#### Data listing:
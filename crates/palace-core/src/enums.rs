//! Enum types for the context palace domain.
//!
//! Each enum has:
//! - Custom Serialize (as snake_case/kebab-case string)
//! - Custom Deserialize (known variants + catch-all Custom(String))
//! - `as_str()`, `is_default()`, `Display` impl

use serde::{Deserialize, Deserializer, Serialize, Serializer};
use std::fmt;

// ---------------------------------------------------------------------------
// Macro: defines an enum with known string variants + a Custom(String) fallback.
// ---------------------------------------------------------------------------
macro_rules! define_enum {
    (
        $(#[$meta:meta])*
        $name:ident, default = $default:ident, custom_variant = $custom_variant:ident,
        variants: [
            $( ($variant:ident, $str:expr) ),+ $(,)?
        ]
    ) => {
        $(#[$meta])*
        #[derive(Debug, Clone, PartialEq, Eq, Hash)]
        pub enum $name {
            $( $variant, )+
            $custom_variant(String),
        }

        impl $name {
            /// Returns the string representation.
            pub fn as_str(&self) -> &str {
                match self {
                    $( Self::$variant => $str, )+
                    Self::$custom_variant(s) => s.as_str(),
                }
            }

            /// Returns `true` if this is the default variant.
            pub fn is_default(&self) -> bool {
                *self == Self::$default
            }

            /// Returns `true` unless this is a custom variant holding an empty string --
            /// the one shape `From<&str>`/`From<String>` can produce that nothing downstream
            /// should accept.
            pub fn is_valid(&self) -> bool {
                match self {
                    Self::$custom_variant(s) => !s.is_empty(),
                    _ => true,
                }
            }
        }

        impl Default for $name {
            fn default() -> Self {
                Self::$default
            }
        }

        impl fmt::Display for $name {
            fn fmt(&self, f: &mut fmt::Formatter<'_>) -> fmt::Result {
                f.write_str(self.as_str())
            }
        }

        impl Serialize for $name {
            fn serialize<S: Serializer>(&self, serializer: S) -> Result<S::Ok, S::Error> {
                serializer.serialize_str(self.as_str())
            }
        }

        impl<'de> Deserialize<'de> for $name {
            fn deserialize<D: Deserializer<'de>>(deserializer: D) -> Result<Self, D::Error> {
                let s = String::deserialize(deserializer)?;
                Ok(Self::from(s.as_str()))
            }
        }

        impl From<&str> for $name {
            fn from(s: &str) -> Self {
                match s {
                    $( $str => Self::$variant, )+
                    other => Self::$custom_variant(other.to_owned()),
                }
            }
        }

        impl From<String> for $name {
            fn from(s: String) -> Self {
                // Reuse the &str match so the known-variant arms live in one place;
                // only the unmatched case needs the owned `s` at all.
                match Self::from(s.as_str()) {
                    Self::$custom_variant(_) => Self::$custom_variant(s),
                    known => known,
                }
            }
        }
    };
}

// ===========================================================================
// Status — the generic lifecycle column shared by every shard.
// ===========================================================================

define_enum! {
    /// Generic open/in_progress/closed status carried by every shard.
    ///
    /// `open -> in_progress -> closed`, with `reopen` taking `closed` back to
    /// `open`. Requirement-specific sub-state lives in `metadata.lifecycle_status`
    /// instead (see [`LifecycleStatus`]) so this column stays uniform across
    /// shard types.
    Status, default = Open, custom_variant = Custom,
    variants: [
        (Open, "open"),
        (InProgress, "in_progress"),
        (Closed, "closed"),
    ]
}

// ===========================================================================
// ShardType
// ===========================================================================

define_enum! {
    /// Categorises a shard's behavioral meaning. Freeform, but certain values
    /// (`memory`, `knowledge`, `requirement`, `epic`, `message`) are treated
    /// specially by the vertical engines.
    ShardType, default = Task, custom_variant = Custom,
    variants: [
        (Task, "task"),
        (Bug, "bug"),
        (Memory, "memory"),
        (Message, "message"),
        (Knowledge, "knowledge"),
        (Requirement, "requirement"),
        (Epic, "epic"),
        (Test, "test"),
        (Doc, "doc"),
        (Design, "design"),
        (Log, "log"),
        (Proposal, "proposal"),
        (Session, "session"),
    ]
}

impl ShardType {
    /// Shard types excluded from `next`/ready-work scheduling.
    pub fn excluded_from_next(&self) -> bool {
        matches!(self, Self::Epic | Self::Memory | Self::Message)
    }
}

// ===========================================================================
// EdgeType
// ===========================================================================

define_enum! {
    /// Typed directed relation between two shards. Open vocabulary; these
    /// variants carry behavior in the core engines.
    EdgeType, default = References, custom_variant = Custom,
    variants: [
        (BlockedBy, "blocked-by"),
        (ChildOf, "child-of"),
        (PreviousVersion, "previous-version"),
        (Implements, "implements"),
        (HasArtifact, "has-artifact"),
        (References, "references"),
        (RepliesTo, "replies-to"),
    ]
}

// ===========================================================================
// DocType — knowledge shard sub-classification.
// ===========================================================================

define_enum! {
    /// `metadata.doc_type` on a knowledge shard.
    DocType, default = Reference, custom_variant = Custom,
    variants: [
        (Architecture, "architecture"),
        (Vision, "vision"),
        (Roadmap, "roadmap"),
        (Decision, "decision"),
        (Reference, "reference"),
    ]
}

// ===========================================================================
// LifecycleStatus — requirement sub-state kept in metadata, not `status`.
// ===========================================================================

define_enum! {
    /// `metadata.lifecycle_status` on a requirement shard.
    ///
    /// `draft -> approved -> in_progress -> implemented -> verified`, with
    /// `reopen` taking any non-draft state back to `approved`.
    LifecycleStatus, default = Draft, custom_variant = Custom,
    variants: [
        (Draft, "draft"),
        (Approved, "approved"),
        (InProgress, "in_progress"),
        (Implemented, "implemented"),
        (Verified, "verified"),
    ]
}

impl LifecycleStatus {
    /// Transition target for `approve`. Only valid from `draft`.
    pub fn can_approve(&self) -> bool {
        matches!(self, Self::Draft)
    }

    /// Transition target for `verify`. Only valid from `implemented`.
    pub fn can_verify(&self) -> bool {
        matches!(self, Self::Implemented)
    }

    /// `reopen` is valid from any state except `draft`.
    pub fn can_reopen(&self) -> bool {
        !matches!(self, Self::Draft)
    }
}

#### Activity:
Line by line, count how many lines of the entries contain the word "matches", and give only that number.

#### Exercise answer:
4